===== Dataset excerpts

async fn insert_bet(tx: &mut Transaction<'_, Postgres>, bet: &BetOrder) -> LedgerResult<()> {
    sqlx::query(&format!(
        "INSERT INTO bet_orders ({BET_COLUMNS})
         VALUES ($1, $2, $3, $4, $5, $6, $7, $8, $9, $10, $11, $12, $13, $14, $15, $16, $17, $18)"
    ))
    .bind(bet.id)
    .bind(bet.account_id)
    .bind(&bet.external_player_id)
    .bind(&bet.betslip_id)
    .bind(&bet.bet_id)
    .bind(bet.order_type.as_str())
    .bind(bet.bet_type.map(|side| side.as_str()))
    .bind(bet.status.as_str())
    .bind(bet.amount)
    .bind(bet.potential_win)
    .bind(bet.odds)
    .bind(Json(&bet.selections))
    .bind(bet.settled_at)
    .bind(bet.finalized_at)
    .bind(bet.rollback_at)
    .bind(Json(&bet.metadata))
    .bind(bet.created_at)
    .bind(bet.updated_at)
    .execute(&mut **tx)
    .await
    .map_err(|e| {
        on_unique_violation(e, || {
            LedgerError::DuplicateBetOrder(format!("{}/{}", bet.bet_id, bet.betslip_id))
        })
    })?;
    Ok(())
}

async fn update_bet(tx: &mut Transaction<'_, Postgres>, bet: &BetOrder) -> LedgerResult<()> {
    let result = sqlx::query(
        r#"
        UPDATE bet_orders
        SET status = $1, settled_at = $2, finalized_at = $3, rollback_at = $4,
            metadata = $5, updated_at = $6
        WHERE id = $7
        "#,
    )
    .bind(bet.status.as_str())
    .bind(bet.settled_at)
    .bind(bet.finalized_at)
    .bind(bet.rollback_at)
    .bind(Json(&bet.metadata))
    .bind(bet.updated_at)
    .bind(bet.id)
    .execute(&mut **tx)
    .await?;

    if result.rows_affected() == 0 {
        return Err(LedgerError::BetOrderNotFound(bet.id.to_string()));
    }
    Ok(())
}

fn wallet_from_row(row: &PgRow) -> LedgerResult<Wallet> {
    Ok(Wallet {
        id: row.try_get("id")?,
        account_id: row.try_get("account_id")?,
        balance: row.try_get("balance")?,
        hold_balance: row.try_get("hold_balance")?,
        currency: row.try_get("currency")?,
        version: row.try_get("version")?,
        last_transaction_at: row.try_get("last_transaction_at")?,
        created_at: row.try_get("created_at")?,
    })
}

fn transaction_from_row(row: &PgRow) -> LedgerResult<LedgerTransaction> {
    Ok(LedgerTransaction {
        id: row.try_get("id")?,
        wallet_id: row.try_get("wallet_id")?,
        amount: row.try_get("amount")?,
        entry_type: row.try_get::<String, _>("entry_type")?.parse()?,
        status: row.try_get::<String, _>("status")?.parse()?,
        category: row.try_get::<String, _>("category")?.parse()?,
        reference: row.try_get("reference")?,
        resulting_balance: row.try_get("resulting_balance")?,
        metadata: row.try_get::<Json<EntryMetadata>, _>("metadata")?.0,
        created_at: row.try_get("created_at")?,
        completed_at: row.try_get("completed_at")?,
    })
}

fn bet_from_row(row: &PgRow) -> LedgerResult<BetOrder> {
    let bet_type: Option<String> = row.try_get("bet_type")?;
    Ok(BetOrder {
        id: row.try_get("id")?,
        account_id: row.try_get("account_id")?,
        external_player_id: row.try_get("external_player_id")?,
        betslip_id: row.try_get("betslip_id")?,
        bet_id: row.try_get("bet_id")?,
        order_type: row.try_get::<String, _>("order_type")?.parse()?,
        bet_type: bet_type.map(|s| s.parse()).transpose()?,
        status: row.try_get::<String, _>("status")?.parse()?,
        amount: row.try_get("amount")?,
        potential_win: row.try_get("potential_win")?,
        odds: row.try_get("odds")?,
        selections: row.try_get::<Json<Vec<Selection>>, _>("selections")?.0,
        settled_at: row.try_get("settled_at")?,
        finalized_at: row.try_get("finalized_at")?,
        rollback_at: row.try_get("rollback_at")?,
        metadata: row.try_get::<Json<BetMetadata>, _>("metadata")?.0,
        created_at: row.try_get("created_at")?,
        updated_at: row.try_get("updated_at")?,
    })
}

==========

*Exercise goal:* A count alone is required. How many lines in the entries contain the string "PgRow"?

*Exercise solution:* 3